(Given data Opens)
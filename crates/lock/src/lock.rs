// Copyright (c) 2025 woxQAQ
//
// Licensed under the MIT License or Apache License 2.0
// See LICENSE files for details

//! # Table Lock
//!
//! A cooperative read/write lock guarding one table, shared by every session
//! of the engine.
//!
//! ## State
//!
//! Four session queues plus a `closed` flag:
//!
//! ```text
//! requesting_read  ──(read enabled, at head)──▶  reading
//! requesting_write ──(write enabled, at head)──▶ writing
//! ```
//!
//! - A read is enabled while no writer is waiting or active.
//! - A write is enabled while nobody is reading or writing.
//! - Within one kind, sessions are admitted in request order.
//!
//! Readers and writers are not ordered against each other: a steady stream
//! of readers keeps a waiting writer out until the readers drain.
//!
//! ## Closing
//!
//! [`TableLock::close`] marks the table closed and then takes the write lock
//! for the closing session. Requests made after that fail immediately with
//! [`LockError::Closed`], and requests already waiting fail when they next
//! re-check. That includes a writer queued ahead of the closer: it is not
//! granted the table first, so nothing runs against a table once its drop
//! has started.

use std::collections::VecDeque;
use std::fmt;
use std::sync::atomic::{AtomicU64, Ordering};

use parking_lot::Mutex;
use serde::{Deserialize, Serialize};
use tokio::sync::Notify;
use tracing::debug;

use crate::error::{LockError, LockResult};

/// Identifier of an engine session
#[derive(Debug, Clone, Copy, PartialEq, Eq, Hash, PartialOrd, Ord, Serialize, Deserialize)]
pub struct SessionId(pub u64);

impl SessionId {
    pub fn new(id: u64) -> Self {
        SessionId(id)
    }

    /// Allocate a process-unique id
    pub fn next() -> Self {
        static NEXT: AtomicU64 = AtomicU64::new(1);
        SessionId(NEXT.fetch_add(1, Ordering::Relaxed))
    }
}

impl fmt::Display for SessionId {
    fn fmt(&self, f: &mut fmt::Formatter<'_>) -> fmt::Result {
        write!(f, "session-{}", self.0)
    }
}

/// Kind of access requested on a table
#[derive(Debug, Clone, Copy, PartialEq, Eq, Hash, PartialOrd, Ord)]
pub enum LockKind {
    Read,
    Write,
}

impl fmt::Display for LockKind {
    fn fmt(&self, f: &mut fmt::Formatter<'_>) -> fmt::Result {
        match self {
            LockKind::Read => write!(f, "read"),
            LockKind::Write => write!(f, "write"),
        }
    }
}

/// Snapshot of a table lock's queues
#[derive(Debug, Clone, Default, PartialEq, Eq)]
pub struct LockState {
    pub requesting_read: VecDeque<SessionId>,
    pub reading: VecDeque<SessionId>,
    pub requesting_write: VecDeque<SessionId>,
    pub writing: VecDeque<SessionId>,
    pub closed: bool,
}

impl LockState {
    pub fn read_enabled(&self) -> bool {
        self.requesting_write.is_empty() && self.writing.is_empty()
    }

    pub fn write_enabled(&self) -> bool {
        self.reading.is_empty() && self.writing.is_empty()
    }

    fn pending_mut(&mut self, kind: LockKind) -> &mut VecDeque<SessionId> {
        match kind {
            LockKind::Read => &mut self.requesting_read,
            LockKind::Write => &mut self.requesting_write,
        }
    }

    /// Move `session` from the pending queue to the active one if admissible
    fn try_admit(&mut self, kind: LockKind, session: SessionId) -> bool {
        let enabled = match kind {
            LockKind::Read => self.read_enabled(),
            LockKind::Write => self.write_enabled(),
        };
        let pending = self.pending_mut(kind);
        if !enabled || pending.front() != Some(&session) {
            return false;
        }
        pending.pop_front();
        match kind {
            LockKind::Read => self.reading.push_back(session),
            LockKind::Write => self.writing.push_back(session),
        }
        true
    }
}

fn remove_first(queue: &mut VecDeque<SessionId>, session: SessionId) -> bool {
    match queue.iter().position(|s| *s == session) {
        Some(index) => queue.remove(index).is_some(),
        None => false,
    }
}

/// Read/write lock for one table
pub struct TableLock {
    name: String,
    state: Mutex<LockState>,
    changed: Notify,
}

impl TableLock {
    pub fn new(name: impl Into<String>) -> Self {
        Self {
            name: name.into(),
            state: Mutex::new(LockState::default()),
            changed: Notify::new(),
        }
    }

    pub fn name(&self) -> &str {
        &self.name
    }

    pub fn is_closed(&self) -> bool {
        self.state.lock().closed
    }

    /// Clone of the current queues and flag
    pub fn state(&self) -> LockState {
        self.state.lock().clone()
    }

    /// Wait for shared access to the table
    pub async fn read(&self, session: SessionId) -> LockResult<()> {
        self.acquire(LockKind::Read, session, false).await
    }

    /// Wait for exclusive access to the table
    pub async fn write(&self, session: SessionId) -> LockResult<()> {
        self.acquire(LockKind::Write, session, false).await
    }

    pub async fn lock(&self, kind: LockKind, session: SessionId) -> LockResult<()> {
        self.acquire(kind, session, false).await
    }

    /// Returns whether `session` was reading
    pub fn release_read(&self, session: SessionId) -> bool {
        let released = remove_first(&mut self.state.lock().reading, session);
        if released {
            debug!(table = %self.name, session = %session, "Released read lock");
            self.changed.notify_waiters();
        }
        released
    }

    /// Returns whether `session` held the write lock
    pub fn release_write(&self, session: SessionId) -> bool {
        let released = {
            let mut state = self.state.lock();
            if state.writing.front() == Some(&session) {
                state.writing.pop_front();
                true
            } else {
                false
            }
        };
        if released {
            debug!(table = %self.name, session = %session, "Released write lock");
            self.changed.notify_waiters();
        }
        released
    }

    pub fn release(&self, kind: LockKind, session: SessionId) -> bool {
        match kind {
            LockKind::Read => self.release_read(session),
            LockKind::Write => self.release_write(session),
        }
    }

    /// Mark the table closed and take the write lock for `session`
    pub async fn close(&self, session: SessionId) -> LockResult<()> {
        {
            let mut state = self.state.lock();
            if state.closed {
                return Err(LockError::Closed(self.name.clone()));
            }
            state.closed = true;
        }
        debug!(table = %self.name, session = %session, "Closing table lock");
        // waiters fail on their next re-check
        self.changed.notify_waiters();
        self.acquire(LockKind::Write, session, true).await
    }

    /// Withdraw every pending request of `session`; returns whether any existed
    pub fn cancel(&self, session: SessionId) -> bool {
        let cancelled = {
            let mut state = self.state.lock();
            let read = remove_first(&mut state.requesting_read, session);
            let write = remove_first(&mut state.requesting_write, session);
            read || write
        };
        if cancelled {
            debug!(table = %self.name, session = %session, "Cancelled pending lock request");
            self.changed.notify_waiters();
        }
        cancelled
    }

    async fn acquire(&self, kind: LockKind, session: SessionId, closing: bool) -> LockResult<()> {
        {
            let mut state = self.state.lock();
            if state.closed && !closing {
                return Err(LockError::Closed(self.name.clone()));
            }
            state.pending_mut(kind).push_back(session);
        }
        debug!(table = %self.name, session = %session, kind = %kind, "Requested lock");

        let mut pending = PendingRequest {
            lock: self,
            kind,
            session,
            armed: true,
        };
        loop {
            let notified = self.changed.notified();
            tokio::pin!(notified);
            // register before checking so a concurrent release is not missed
            notified.as_mut().enable();
            {
                let mut state = self.state.lock();
                if state.closed && !closing {
                    remove_first(state.pending_mut(kind), session);
                    drop(state);
                    pending.armed = false;
                    self.changed.notify_waiters();
                    return Err(LockError::Closed(self.name.clone()));
                }
                if state.try_admit(kind, session) {
                    drop(state);
                    pending.armed = false;
                    debug!(table = %self.name, session = %session, kind = %kind, "Acquired lock");
                    // admission can unblock the next reader in line
                    self.changed.notify_waiters();
                    return Ok(());
                }
            }
            notified.await;
        }
    }
}

impl fmt::Debug for TableLock {
    fn fmt(&self, f: &mut fmt::Formatter<'_>) -> fmt::Result {
        f.debug_struct("TableLock")
            .field("name", &self.name)
            .field("state", &*self.state.lock())
            .finish()
    }
}

/// Removes the queued request if the acquiring future is dropped early
struct PendingRequest<'a> {
    lock: &'a TableLock,
    kind: LockKind,
    session: SessionId,
    armed: bool,
}

impl Drop for PendingRequest<'_> {
    fn drop(&mut self) {
        if !self.armed {
            return;
        }
        let removed = remove_first(self.lock.state.lock().pending_mut(self.kind), self.session);
        if removed {
            debug!(
                table = %self.lock.name,
                session = %self.session,
                kind = %self.kind,
                "Dropped pending lock request"
            );
            self.lock.changed.notify_waiters();
        }
    }
}

#[cfg(test)]
mod tests {
    use super::*;
    use std::sync::Arc;
    use std::time::Duration;

    const A: SessionId = SessionId(1);
    const B: SessionId = SessionId(2);
    const C: SessionId = SessionId(3);

    #[tokio::test]
    async fn test_readers_share() {
        let lock = TableLock::new("Student");
        lock.read(A).await.unwrap();
        lock.read(B).await.unwrap();
        assert_eq!(lock.state().reading, VecDeque::from([A, B]));
        assert!(lock.release_read(A));
        assert!(!lock.release_read(A));
        assert!(lock.release_read(B));
    }

    #[tokio::test]
    async fn test_writer_waits_for_reader() {
        let lock = Arc::new(TableLock::new("Student"));
        lock.read(A).await.unwrap();

        let writer = tokio::spawn({
            let lock = lock.clone();
            async move { lock.write(B).await }
        });
        tokio::time::sleep(Duration::from_millis(20)).await;
        assert!(!writer.is_finished());
        assert_eq!(lock.state().requesting_write, VecDeque::from([B]));

        lock.release_read(A);
        writer.await.unwrap().unwrap();
        assert_eq!(lock.state().writing, VecDeque::from([B]));
    }

    #[tokio::test]
    async fn test_pending_writer_blocks_new_readers() {
        let lock = Arc::new(TableLock::new("Student"));
        lock.read(A).await.unwrap();
        let writer = tokio::spawn({
            let lock = lock.clone();
            async move { lock.write(B).await }
        });
        tokio::time::sleep(Duration::from_millis(20)).await;
        let reader = tokio::spawn({
            let lock = lock.clone();
            async move { lock.read(C).await }
        });
        tokio::time::sleep(Duration::from_millis(20)).await;
        assert!(!reader.is_finished());

        lock.release_read(A);
        writer.await.unwrap().unwrap();
        assert!(!reader.is_finished());
        lock.release_write(B);
        reader.await.unwrap().unwrap();
    }

    #[tokio::test]
    async fn test_release_write_requires_holder() {
        let lock = TableLock::new("Student");
        lock.write(A).await.unwrap();
        assert!(!lock.release_write(B));
        assert!(lock.release_write(A));
        assert!(!lock.release_write(A));
    }

    #[tokio::test]
    async fn test_close_rejects_later_requests() {
        let lock = TableLock::new("Student");
        lock.close(A).await.unwrap();
        assert!(lock.is_closed());
        assert_eq!(lock.state().writing, VecDeque::from([A]));
        assert_eq!(lock.read(B).await, Err(LockError::Closed("Student".to_string())));
        assert_eq!(lock.write(B).await, Err(LockError::Closed("Student".to_string())));
        assert_eq!(lock.close(B).await, Err(LockError::Closed("Student".to_string())));
    }

    #[tokio::test]
    async fn test_close_fails_waiting_requests() {
        let lock = Arc::new(TableLock::new("Student"));
        lock.write(A).await.unwrap();
        let reader = tokio::spawn({
            let lock = lock.clone();
            async move { lock.read(B).await }
        });
        tokio::time::sleep(Duration::from_millis(20)).await;

        let closer = tokio::spawn({
            let lock = lock.clone();
            async move { lock.close(C).await }
        });
        assert_eq!(
            reader.await.unwrap(),
            Err(LockError::Closed("Student".to_string()))
        );
        assert!(lock.state().requesting_read.is_empty());

        lock.release_write(A);
        closer.await.unwrap().unwrap();
        assert_eq!(lock.state().writing, VecDeque::from([C]));
    }

    #[tokio::test]
    async fn test_close_fails_writer_queued_ahead() {
        let lock = Arc::new(TableLock::new("Student"));
        lock.read(A).await.unwrap();
        let writer = tokio::spawn({
            let lock = lock.clone();
            async move { lock.write(B).await }
        });
        tokio::time::sleep(Duration::from_millis(20)).await;
        assert_eq!(lock.state().requesting_write, VecDeque::from([B]));

        let closer = tokio::spawn({
            let lock = lock.clone();
            async move { lock.close(C).await }
        });
        assert_eq!(
            writer.await.unwrap(),
            Err(LockError::Closed("Student".to_string()))
        );

        lock.release_read(A);
        closer.await.unwrap().unwrap();
        assert_eq!(lock.state().writing, VecDeque::from([C]));
    }

    #[tokio::test]
    async fn test_cancel_and_drop_remove_pending() {
        let lock = Arc::new(TableLock::new("Student"));
        lock.write(A).await.unwrap();

        let waiting = tokio::spawn({
            let lock = lock.clone();
            async move { lock.read(B).await }
        });
        tokio::time::sleep(Duration::from_millis(20)).await;
        assert!(lock.cancel(B));
        assert!(!lock.cancel(B));
        waiting.abort();

        let timed_out = tokio::time::timeout(Duration::from_millis(20), lock.write(C)).await;
        assert!(timed_out.is_err());
        assert!(lock.state().requesting_write.is_empty());
    }
}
(Given data Closes)
Task statement: The reply should be nothing but the number of lines in the listing above that include "while".

Answer: 2